Morning Walk Photo Essay II

It was about a year ago that I posted my first morning walk photo essay; I figured today that it was time to post a second one.  (I find myself telling students that things become so much more interesting when you do them multiple times—like reading, writing, etc.)  So here we go.


Loading up the stroller outside our house, I take a moment to capture the houses on our block.  I never tire of the block-by-block topography of New Orleans shotguns houses.  The colors and the decorative details, the rickety windows and crumpling stoops, the ferns punching out of the old brick piers, the geckos incognito or skittering across the sideboards...okay, my passenger Julien is eager to get going.

On our way, a few doors down the block we get to the house that has been raised entirely and beneath which a first floor is being constructed:


With property values increasing steadily in Uptown, I guess it makes sense to double the square-footage of the home while minimizing the construction and materials involved.  We were gone this summer when they lifted the house, but I wish I could have observed the effort that went into it.

Next we encounter a very pregnant mama cat who lounges and watches us with big yellow eyes.  I want one of the kittens.


On every block we see tremendous piles of debris leftover from the hurricane.



The sheer density and diversity of these piles is hard to capture with the iPhone camera: masses of organic matter the most obvious, but also telephone lines, plastic baggies that say THANK YOU with dog shit inside, putrid rodent carcasses, soggy mattresses, towels, and rugs, bird feathers....  Here's another pile a bit farther along the walk; look how the huge black garbage bags are dwarfed by the palm fronds and the banana tree stalks:


And one more for good measure:


By the way, this isn't just a banal account of my morning walk (but it is that, too).  In the "Literature & Environment" course I'm planning, I'm going to have my students compose walking photo essays, and so I'm actually thinking about the parameters and possibilities for such an assignment as I write this.  I want to teach my students how, in the spirit of Tim Morton's book The Ecological Thought, environment is "stunningly vast and disturbingly decentered."  Maybe this walk seems pretty small-scale and centered, but I think the point is to ratchet up the perception and awareness to the point where the seemingly ordinary becomes overbrimming with uncanniness, expansiveness, and ontological richness.

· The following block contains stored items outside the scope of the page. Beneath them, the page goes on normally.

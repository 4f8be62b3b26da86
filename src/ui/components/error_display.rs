// SPDX-License-Identifier: MPL-2.0
//! Error boundary fallback.
//!
//! Rendered instead of the slider once it has raised a load failure:
//! - A title describing the issue
//! - The failure's human-readable message
//! - Optional collapsible technical details
//!
//! # Usage
//!
//! ```ignore
//! use crate::ui::components::error_display::ErrorDisplay;
//!
//! ErrorDisplay::for_load_error(&err)
//!     .details_visible(show_details)
//!     .on_toggle_details(Message::ToggleErrorDetails)
//!     .view()
//! ```

use crate::error::LoadError;
use crate::ui::design_tokens::{palette, radius, spacing, typography};
use iced::widget::{button, container, rule, text, Column, Container, Text};
use iced::{alignment, Element, Length, Theme};

/// Heading of the fallback raised by a failing slider.
pub const FALLBACK_TITLE: &str = "Something went wrong";

/// Configuration for the ErrorDisplay component.
#[derive(Debug, Clone)]
pub struct ErrorDisplay<Message> {
    title: String,
    message: Option<String>,
    details: Option<String>,
    show_details: bool,
    toggle_details_message: Option<Message>,
}

impl<Message> Default for ErrorDisplay<Message> {
    fn default() -> Self {
        Self {
            title: FALLBACK_TITLE.to_string(),
            message: None,
            details: None,
            show_details: false,
            toggle_details_message: None,
        }
    }
}

impl<Message: Clone + 'static> ErrorDisplay<Message> {
    #[must_use]
    pub fn new() -> Self {
        Self::default()
    }

    /// Fallback for a failed image batch.
    #[must_use]
    pub fn for_load_error(error: &LoadError) -> Self {
        Self::new()
            .message(error.user_message())
            .details(error.details())
    }

    #[must_use]
    pub fn title(mut self, title: impl Into<String>) -> Self {
        self.title = title.into();
        self
    }

    #[must_use]
    pub fn message(mut self, message: impl Into<String>) -> Self {
        self.message = Some(message.into());
        self
    }

    /// Sets the technical details (collapsible).
    #[must_use]
    pub fn details(mut self, details: impl Into<String>) -> Self {
        self.details = Some(details.into());
        self
    }

    #[must_use]
    pub fn details_visible(mut self, visible: bool) -> Self {
        self.show_details = visible;
        self
    }

    /// Sets the message to emit when toggling details visibility.
    #[must_use]
    pub fn on_toggle_details(mut self, message: Message) -> Self {
        self.toggle_details_message = Some(message);
        self
    }

    pub fn view(self) -> Element<'static, Message> {
        let mut content = Column::new()
            .spacing(spacing::SM)
            .align_x(alignment::Horizontal::Center)
            .width(Length::Fill);

        content = content.push(Text::new(self.title).size(typography::TITLE_SM).style(
            |_theme: &Theme| text::Style {
                color: Some(palette::ERROR_500),
            },
        ));

        if let Some(message_text) = self.message {
            content = content.push(Text::new(message_text).size(typography::BODY));
        }

        if let Some(details_text) = self.details {
            if let Some(toggle_msg) = self.toggle_details_message {
                let label = if self.show_details {
                    "Hide details"
                } else {
                    "Show details"
                };
                content = content.push(
                    button(Text::new(label).size(typography::CAPTION))
                        .on_press(toggle_msg)
                        .padding(spacing::XXS),
                );
            }

            if self.show_details {
                let details_body = Text::new(details_text)
                    .size(typography::CAPTION)
                    .style(|theme: &Theme| text::Style {
                        color: Some(theme.extended_palette().secondary.base.text),
                    });
                content = content.push(
                    Column::new()
                        .spacing(spacing::XS)
                        .width(Length::Fill)
                        .push(rule::horizontal(1))
                        .push(details_body),
                );
            }
        }

        Container::new(content)
            .width(Length::Fill)
            .max_width(500.0)
            .padding(spacing::LG)
            .style(|theme: &Theme| {
                let palette = theme.extended_palette();
                container::Style {
                    background: Some(iced::Background::Color(palette.background.weak.color)),
                    border: iced::Border {
                        color: palette.background.strong.color,
                        width: 1.0,
                        radius: radius::MD.into(),
                    },
                    text_color: Some(theme.palette().text),
                    ..Default::default()
                }
            })
            .into()
    }
}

Take, for instance, the telephone pole that we walked under a few blocks later. This thing was making sounds that resembled a barely legible song or an alien language that compelled us to pause beneath it and listen as it chattered and bleeped, as if announcing its presence.


Onward then, toward the river.  Things always get weird when we get close to the river.  An omen of this is an espresso machine that somebody jettisoned onto the curb.  I almost want to take it, but I don't.  There's something daunting about it.


When we get to the river we hear a whir of machinery and the scrapes and clunks of forklifts moving pallets of stuff around.  There's a new food packing (I think?) facility that has twenty-some loading docks for semi trucks, as well as its own feeder railroad track where they are loading a line of refrigerated boxcars.  Two of the cars have faces painted on them, a motif that fascinates me—animated and leering cargo.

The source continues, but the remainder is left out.